From that moment on, I felt about me a barely tangible swarming, as if the air, the land around me were suddenly saturated with presences only just visible in the murky twilight. There were infinite roads now leading off in infinite directions, an infinite number of infinite creeks, gorges, waterfalls, existing everywhere at once. And all around me there flittered familiar faces, twinkling dimly like fading stars in the branches of trees and on the rocks and dead leaves, the faces of people I knew reiterated over and over again until their contours were no longer discernible in the endless parades of geometric shapes marching to the music of millions of grandfathers muttering eternal stories to innumerable children. Two roads had diverged in the gray woods but they had both led to the same place, would always and forever lead to the same place, as all roads, I understood, do. Above, the darkening sky burst with the light of tuna sandwich triangles arranged in infinite identical circles, dancing.

Thursday, February 09, 2006

Death is everywhere and anywhere a part of everything

In the woods, there is death. No, really, shut up and just look around. There it is. See it now? It is everywhere and anywhere a part of everything. Don't turn away. Walk and look with me. See there the huddled piles of severed tree limbs, and there too, and there. That sound your footsteps are making is you treading on layers of rotting leaves, fallen. In your path you encounter the corpse of an uprooted tree, one of many you see today. I'm telling you, death is everywhere in the woods.

Why is it I hadn't seen it before in other places? Over the years I've walked through woods many many times and all I ever remember noticing was beauty, and all I remember feeling was the thrill of wandering in the presence of so much life. Is it the difference that winter makes? Or have I simply somehow only now truly looked?

Look here at this scene. I've taken a picture of it. A very large tree has died and fallen over across the path. Who knows how or when? Maybe yesterday? Maybe last week? Was it that wind storm that tore from it its life, suddenly? Or was it the silent creeping decay of old age or illness? Look closely at the picture. See that young, slender tree? It's not easy to tell, but you might notice that the older tree crashed dying onto her youthful kin, forcing it violently onto its side and wrenching most of its roots from the ground. I don't know if the little tree has died. Maybe. But if it hasn't, is there any doubt that it will forever know the presence of death?
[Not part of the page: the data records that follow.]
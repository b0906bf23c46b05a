//! Def/use-level method summary.

use rustc_hash::FxHashSet;
use serde::{Deserialize, Serialize};

use crate::shared::models::{MethodId, SymbolId};

/// Which symbol ids a method declares, touches and returns, as discovered by
/// the def/use pass. Input to summary generation.
#[derive(Debug, Clone, Default, Serialize, Deserialize)]
pub struct MethodDefUseSummary {
    pub method_id: MethodId,
    pub parameter_symbol_ids: FxHashSet<SymbolId>,
    pub local_symbol_ids: FxHashSet<SymbolId>,
    pub defined_external_symbol_ids: FxHashSet<SymbolId>,
    pub used_external_symbol_ids: FxHashSet<SymbolId>,
    pub return_symbol_ids: FxHashSet<SymbolId>,
    pub defined_this_symbol_ids: FxHashSet<SymbolId>,
    pub used_this_symbol_ids: FxHashSet<SymbolId>,
}

impl MethodDefUseSummary {
    pub fn new(method_id: MethodId) -> Self {
        Self {
            method_id,
            ..Default::default()
        }
    }

    pub fn is_local(&self, symbol_id: SymbolId) -> bool {
        self.local_symbol_ids.contains(&symbol_id)
            || self.parameter_symbol_ids.contains(&symbol_id)
    }
}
Long after the old tree's body has dissolved to ashes, will he not feel its weight holding him fast? Isn't death the reason why he will never be right again?

I wonder if that's what death does to us, the living: tears us from our roots, bears down on us, makes us broken. And could it be that the reason I hadn't noticed all this death before is that I've only just now been struck by it like this young tree by its dying mother? As people, we do so much to make us forget about death, to not see it. We file it away quietly in neat graves, speak about it in hushed, embarrassed tones in a moment or two of weakness. But maybe those of us who have seen it can never walk through the woods without finding it everywhere there too. I'll tell you this one secret: in our life - in all our lives - despite our struggle to look the other way, there is death. It is everywhere and anywhere a part of everything.